It’s silly, I know. Tracing every possible health issue in your life back to bad parenting, but I avoided it for a long time. The truth is, I don’t want to be the girl that blames everything on her parents. Once you go down that road, it’s a well that never gets filled. I’ve been there, I’ve done it. In my late teenage years and early twenties, I played the martyr in a big way. I used to talk of nothing but what I didn’t have and walk around like an open wound, desperate for attention. It’s half the reason I threw everything into theatre really. I wanted an emotional outlet for all that pain I didn’t know how to process. I wanted fame and attention. I didn’t care about my craft, I just wanted to be noticed. It’s half the reason I chose the horrible boyfriends I did. I wanted attention, not love. Often mistakingly, I thought they were the same thing.
Now, I am older. Life has tumbled and thrown me, caught me, and shifted me again. Over the past few years, my full time job has been my health. So many doctor’s appointments, so many times I’ve had to recount my childhood and dig deep to remember my medical history. Every time I’ve been surprised. Something that seemed normal to me would be linked to my childhood health. The minute I ask why I suddenly developed asthma, various doctors have given me the same answer in an obvious tone. “You were hospitalized with pneumonia at age six, your family smoked heavily around you. It was coming.” When I ask why my neck is getting worse, I am always greeted by the same question in a baffled tone: “No one ever took you to a doctor after your accident? You never had x-rays?” When I told a nurse once about the doctor that bruised my arm and held me down to draw my blood, she said simply, “Oh sweetheart. Your mother should have said something.” Even the surgery I had last year links to a traumatic experience from a bad doctor - the only one my mother could afford because my father wouldn’t take me.

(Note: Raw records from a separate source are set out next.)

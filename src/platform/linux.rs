//! Linux command table (X11/GNOME-flavoured desktop tools)

use super::{Invocation, PlatformCommands, PowerAction, VolumeChange, WindowGesture, alias_key};

const ALIASES: &[(&str, &str)] = &[
    ("vscode", "code"),
    ("visualstudiocode", "code"),
    ("calculator", "gnome-calculator"),
    ("calc", "gnome-calculator"),
    ("chrome", "google-chrome"),
    ("googlechrome", "google-chrome"),
    ("notepad", "gedit"),
    ("texteditor", "gedit"),
    ("terminal", "gnome-terminal"),
    ("cmd", "gnome-terminal"),
    ("files", "nautilus"),
    ("fileexplorer", "nautilus"),
    ("camera", "cheese"),
];

/// Commands for Linux desktops
#[derive(Debug, Clone, Copy, Default)]
pub struct LinuxCommands;

impl PlatformCommands for LinuxCommands {
    fn name(&self) -> &'static str {
        "linux"
    }

    fn resolve_app(&self, app: &str) -> String {
        let key = alias_key(app);
        ALIASES
            .iter()
            .find(|(alias, _)| *alias == key)
            .map_or(key, |(_, program)| (*program).to_string())
    }

    fn launch_app(&self, program: &str) -> Option<Invocation> {
        Some(Invocation::spawn(program, Vec::<String>::new()))
    }

    fn close_app(&self, program: &str) -> Option<Invocation> {
        Some(Invocation::run("pkill", ["-f", program]))
    }

    fn power_action(&self, action: PowerAction) -> Option<Invocation> {
        Some(match action {
            PowerAction::Shutdown => Invocation::run("shutdown", ["now"]),
            PowerAction::Restart => Invocation::run("reboot", Vec::<String>::new()),
            PowerAction::Sleep => Invocation::run("systemctl", ["suspend"]),
            PowerAction::Lock => Invocation::run("loginctl", ["lock-session"]),
        })
    }

    fn set_volume(&self, change: VolumeChange) -> Option<Invocation> {
        let level = match change {
            VolumeChange::Set(v) => format!("{}%", v.min(100)),
            VolumeChange::Increase(step) => format!("{}%+", step.min(100)),
            VolumeChange::Decrease(step) => format!("{}%-", step.min(100)),
            VolumeChange::Mute => "mute".to_string(),
            VolumeChange::Unmute => "unmute".to_string(),
        };
        Some(Invocation::run("amixer", ["set".to_string(), "Master".to_string(), level]))
    }

    fn window_gesture(&self, gesture: WindowGesture) -> Option<Invocation> {
        let keys = match gesture {
            WindowGesture::Minimize => "alt+F9",
            WindowGesture::Maximize => "alt+F10",
        };
        Some(Invocation::run("xdotool", ["key", keys]))
    }

    fn open_url(&self, url: &str) -> Option<Invocation> {
        Some(Invocation::spawn("xdg-open", [url]))
    }
}

#[cfg(test)]
mod tests {
    use super::*;

    #[test]
    fn resolves_aliases_and_passes_through_others() {
        let linux = LinuxCommands;
        assert_eq!(linux.resolve_app("VS Code"), "code");
        assert_eq!(linux.resolve_app("Chrome"), "google-chrome");
        assert_eq!(linux.resolve_app("firefox"), "firefox");
    }

    #[test]
    fn launch_is_detached() {
        let inv = LinuxCommands.launch_app("firefox").unwrap();
        assert_eq!(inv.program, "firefox");
        assert!(inv.detached);
    }

    #[test]
    fn close_uses_pkill() {
        let inv = LinuxCommands.close_app("spotify").unwrap();
        assert_eq!(inv.program, "pkill");
        assert_eq!(inv.args, vec!["-f", "spotify"]);
        assert!(!inv.detached);
    }

    #[test]
    fn volume_uses_amixer() {
        let inv = LinuxCommands.set_volume(VolumeChange::Increase(10)).unwrap();
        assert_eq!(inv.args, vec!["set", "Master", "10%+"]);

        let inv = LinuxCommands.set_volume(VolumeChange::Set(150)).unwrap();
        assert_eq!(inv.args, vec!["set", "Master", "100%"]);
    }

    #[test]
    fn every_power_action_is_supported() {
        for action in [
            PowerAction::Shutdown,
            PowerAction::Restart,
            PowerAction::Sleep,
            PowerAction::Lock,
        ] {
            assert!(LinuxCommands.power_action(action).is_some());
        }
    }
}
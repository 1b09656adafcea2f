//! Wake word detection
//!
//! Energy-based voice activity detection segments the microphone stream
//! into utterances; each segment is transcribed and checked for a wake
//! phrase. After a match the detector is re-armed to capture exactly one
//! command utterance.

use regex::Regex;

use crate::{Error, Result};

use super::SAMPLE_RATE;

/// Minimum audio energy threshold to consider speech
const ENERGY_THRESHOLD: f32 = 0.03;

/// Minimum duration of speech to count as an utterance (0.3s at 16kHz)
const MIN_SPEECH_SAMPLES: usize = 4800;

/// Silence that ends an utterance (1.2s at 16kHz)
const SILENCE_SAMPLES: usize = 19_200;

/// State of the wake word detector
#[derive(Debug, Clone, Copy, PartialEq, Eq)]
pub enum DetectorState {
    /// Waiting for speech
    Idle,
    /// Accumulating a segment that may contain the wake word
    Listening,
    /// Wake word heard, capturing one command utterance
    Activated,
}

/// Detects wake phrases and delimits command utterances
pub struct WakeWordDetector {
    wake_words: Vec<String>,
    state: DetectorState,
    speech_buffer: Vec<f32>,
    silence_counter: usize,
    heard_speech: bool,
}

impl WakeWordDetector {
    /// Create a detector for the given phrases (matched case-insensitively)
    ///
    /// # Errors
    ///
    /// Returns error if no non-empty wake phrase is given
    pub fn new(wake_words: Vec<String>) -> Result<Self> {
        let normalized: Vec<String> = wake_words
            .into_iter()
            .map(|w| w.trim().to_lowercase())
            .filter(|w| !w.is_empty())
            .collect();

        if normalized.is_empty() {
            return Err(Error::WakeWord("at least one wake word is required".to_string()));
        }

        tracing::debug!(wake_words = ?normalized, "wake word detector initialized");

        Ok(Self {
            wake_words: normalized,
            state: DetectorState::Idle,
            speech_buffer: Vec::new(),
            silence_counter: 0,
            heard_speech: false,
        })
    }

    /// Feed audio samples
    ///
    /// Returns true when a candidate wake segment is complete (speech
    /// followed by silence) and should be transcribed.
    pub fn process(&mut self, samples: &[f32]) -> bool {
        if samples.is_empty() {
            return false;
        }

        let energy = rms_energy(samples);
        let is_speech = energy > ENERGY_THRESHOLD;

        match self.state {
            DetectorState::Idle => {
                if is_speech {
                    self.state = DetectorState::Listening;
                    self.speech_buffer.clear();
                    self.speech_buffer.extend_from_slice(samples);
                    self.silence_counter = 0;
                    tracing::trace!(energy, "speech detected, listening");
                }
            }
            DetectorState::Listening => {
                self.speech_buffer.extend_from_slice(samples);
                self.track_silence(is_speech, samples.len());

                if self.silence_counter > SILENCE_SAMPLES
                    && self.speech_buffer.len() > MIN_SPEECH_SAMPLES
                {
                    tracing::debug!(samples = self.speech_buffer.len(), "speech segment complete");
                    return true;
                }

                if self.silence_counter > SILENCE_SAMPLES * 2 {
                    tracing::trace!("segment timed out, resetting");
                    self.reset();
                }
            }
            DetectorState::Activated => {
                // Leading silence is dropped so the capture window measures
                // time-to-speech, not buffer length
                if !self.heard_speech && !is_speech {
                    return false;
                }
                self.heard_speech = true;
                self.speech_buffer.extend_from_slice(samples);
                self.track_silence(is_speech, samples.len());
            }
        }

        false
    }

    fn track_silence(&mut self, is_speech: bool, len: usize) {
        if is_speech {
            self.silence_counter = 0;
        } else {
            self.silence_counter += len;
        }
    }

    /// Check a transcript for a wake phrase
    ///
    /// Returns the text following the phrase (possibly empty) on a match and
    /// resets the detector either way.
    pub fn match_wake_word(&mut self, transcript: &str) -> Option<String> {
        let found = self
            .wake_words
            .iter()
            .find_map(|w| strip_wake_word(transcript, w).map(|rest| (w.clone(), rest)));

        self.reset();

        let (wake_word, rest) = found?;
        tracing::info!(wake_word, transcript, "wake word detected");
        Some(rest)
    }

    /// Arm the detector to capture one command utterance
    pub fn begin_utterance(&mut self) {
        self.reset();
        self.state = DetectorState::Activated;
    }

    /// Whether speech has started since [`begin_utterance`](Self::begin_utterance)
    #[must_use]
    pub const fn has_heard_speech(&self) -> bool {
        self.heard_speech
    }

    /// Check if utterance capture is complete (silence after speech)
    #[must_use]
    pub fn is_utterance_complete(&self) -> bool {
        self.state == DetectorState::Activated
            && self.heard_speech
            && self.silence_counter > SILENCE_SAMPLES
            && self.speech_buffer.len() > MIN_SPEECH_SAMPLES
    }

    /// Duration of the utterance captured so far
    #[must_use]
    #[allow(clippy::cast_precision_loss)]
    pub fn utterance_secs(&self) -> f32 {
        self.speech_buffer.len() as f32 / SAMPLE_RATE as f32
    }

    /// Take the speech buffer, clearing it
    pub fn take_speech_buffer(&mut self) -> Vec<f32> {
        std::mem::take(&mut self.speech_buffer)
    }

    /// Reset detector to idle state
    pub fn reset(&mut self) {
        self.state = DetectorState::Idle;
        self.speech_buffer.clear();
        self.silence_counter = 0;
        self.heard_speech = false;
    }

    /// Get current state
    #[must_use]
    pub const fn state(&self) -> DetectorState {
        self.state
    }

    /// Get the configured wake words
    #[must_use]
    pub fn wake_words(&self) -> &[String] {
        &self.wake_words
    }
}

/// Return the text after `wake_word` in `transcript`, if it occurs
///
/// The phrase must stand as whole words ("alphabet" doesn't wake "alpha"),
/// and any whitespace or commas may separate its words. Leading punctuation
/// after the phrase is dropped, so "Alpha, open chrome" yields "open chrome".
/// Matching is case-insensitive.
#[must_use]
pub fn strip_wake_word(transcript: &str, wake_word: &str) -> Option<String> {
    let words: Vec<String> = wake_word.split_whitespace().map(regex::escape).collect();
    if words.is_empty() {
        return None;
    }

    let pattern = format!(r"(?i)\b{}\b", words.join(r"[\s,]+"));
    let matcher = match Regex::new(&pattern) {
        Ok(re) => re,
        Err(e) => {
            tracing::warn!(wake_word, error = %e, "unusable wake phrase");
            return None;
        }
    };

    let end = matcher.find(transcript)?.end();
    Some(
        transcript[end..]
            .trim_start_matches(|c: char| c.is_whitespace() || matches!(c, ',' | '.' | '!' | '?'))
            .trim_end()
            .to_string(),
    )
}

/// RMS energy of audio samples; 0 for an empty slice
#[allow(clippy::cast_precision_loss)]
#[must_use]
pub fn rms_energy(samples: &[f32]) -> f32 {
    if samples.is_empty() {
        return 0.0;
    }

    let sum_squares: f32 = samples.iter().map(|s| s * s).sum();
    (sum_squares / samples.len() as f32).sqrt()
}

There are so many things that can link back to my childhood. Sometimes it’s daunting, sometimes it hurts. Believe it or not, I don’t want it to be this way. It may seem like all I do is blame my parents and walk around like a victim. But if you knew me in real life, you’d know that’s most definitely not me. In recent years, I look to my past less like a masochist and more like an analyst. I no longer seek resolution as I gave up on that a long time ago. It’s even evolved past healing. Most of my wounds are healing slowly over time and with growth. Now when I look back, it’s more about filling in the holes. It’s as though I have two lists in my mind. They’ve evolved over time and I like the way they’re changing. One list seems to be from long ago - it’s the Didn’t Have list. I imagine I started creating it when I was about sixteen. It’s a list full of what I didn’t have, couldn’t get, or what I wish I’d been without. All those things that held me back or hurt me or scarred me in some way. All those things that supplied my martyr’s arsenal. In my early twenties, I think that list was at its longest. So much so that I couldn’t see past it. All I was was a giant hole of need, an endless well of injustice, desperately seeking someone to give me a massive apology for my life.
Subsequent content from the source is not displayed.